# Work instructions:
Look through the data below for the string "eligible", and copy every line where it turns up.

☆ ☆ ☆ ☆ ☆

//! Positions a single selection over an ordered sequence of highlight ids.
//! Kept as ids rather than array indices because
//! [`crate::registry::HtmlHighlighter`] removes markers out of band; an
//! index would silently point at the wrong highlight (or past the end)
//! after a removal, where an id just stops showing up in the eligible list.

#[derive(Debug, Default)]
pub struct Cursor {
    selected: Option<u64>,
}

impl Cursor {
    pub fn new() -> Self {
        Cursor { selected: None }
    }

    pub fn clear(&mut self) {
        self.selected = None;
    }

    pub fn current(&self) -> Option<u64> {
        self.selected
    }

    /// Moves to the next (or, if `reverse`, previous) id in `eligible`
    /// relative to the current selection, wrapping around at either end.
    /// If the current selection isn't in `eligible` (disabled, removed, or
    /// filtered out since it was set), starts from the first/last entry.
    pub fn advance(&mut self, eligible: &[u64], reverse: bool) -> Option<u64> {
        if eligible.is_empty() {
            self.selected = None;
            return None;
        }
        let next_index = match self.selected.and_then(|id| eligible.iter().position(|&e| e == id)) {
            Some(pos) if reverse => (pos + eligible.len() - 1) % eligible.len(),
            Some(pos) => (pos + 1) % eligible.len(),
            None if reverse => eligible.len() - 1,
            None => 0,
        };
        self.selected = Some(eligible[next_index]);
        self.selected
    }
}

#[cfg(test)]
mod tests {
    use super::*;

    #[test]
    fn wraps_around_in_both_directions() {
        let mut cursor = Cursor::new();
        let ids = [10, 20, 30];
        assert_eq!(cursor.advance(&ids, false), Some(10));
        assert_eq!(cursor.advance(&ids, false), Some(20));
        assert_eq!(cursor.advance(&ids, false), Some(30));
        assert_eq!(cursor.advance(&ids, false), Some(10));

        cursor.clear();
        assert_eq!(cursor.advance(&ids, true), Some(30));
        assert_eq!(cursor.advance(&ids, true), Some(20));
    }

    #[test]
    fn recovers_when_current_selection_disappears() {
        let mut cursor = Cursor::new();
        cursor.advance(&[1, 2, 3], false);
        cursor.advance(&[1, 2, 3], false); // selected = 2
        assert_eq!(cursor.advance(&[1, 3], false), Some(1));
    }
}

☆ ☆ ☆ ☆ ☆

# Output of the exercise:
//! after a removal, where an id just stops showing up in the eligible list.
    /// Moves to the next (or, if `reverse`, previous) id in `eligible`
    /// If the current selection isn't in `eligible` (disabled, removed, or
    pub fn advance(&mut self, eligible: &[u64], reverse: bool) -> Option<u64> {
        if eligible.is_empty() {
        let next_index = match self.selected.and_then(|id| eligible.iter().position(|&e| e == id)) {
            Some(pos) if reverse => (pos + eligible.len() - 1) % eligible.len(),
            Some(pos) => (pos + 1) % eligible.len(),
            None if reverse => eligible.len() - 1,
        self.selected = Some(eligible[next_index]);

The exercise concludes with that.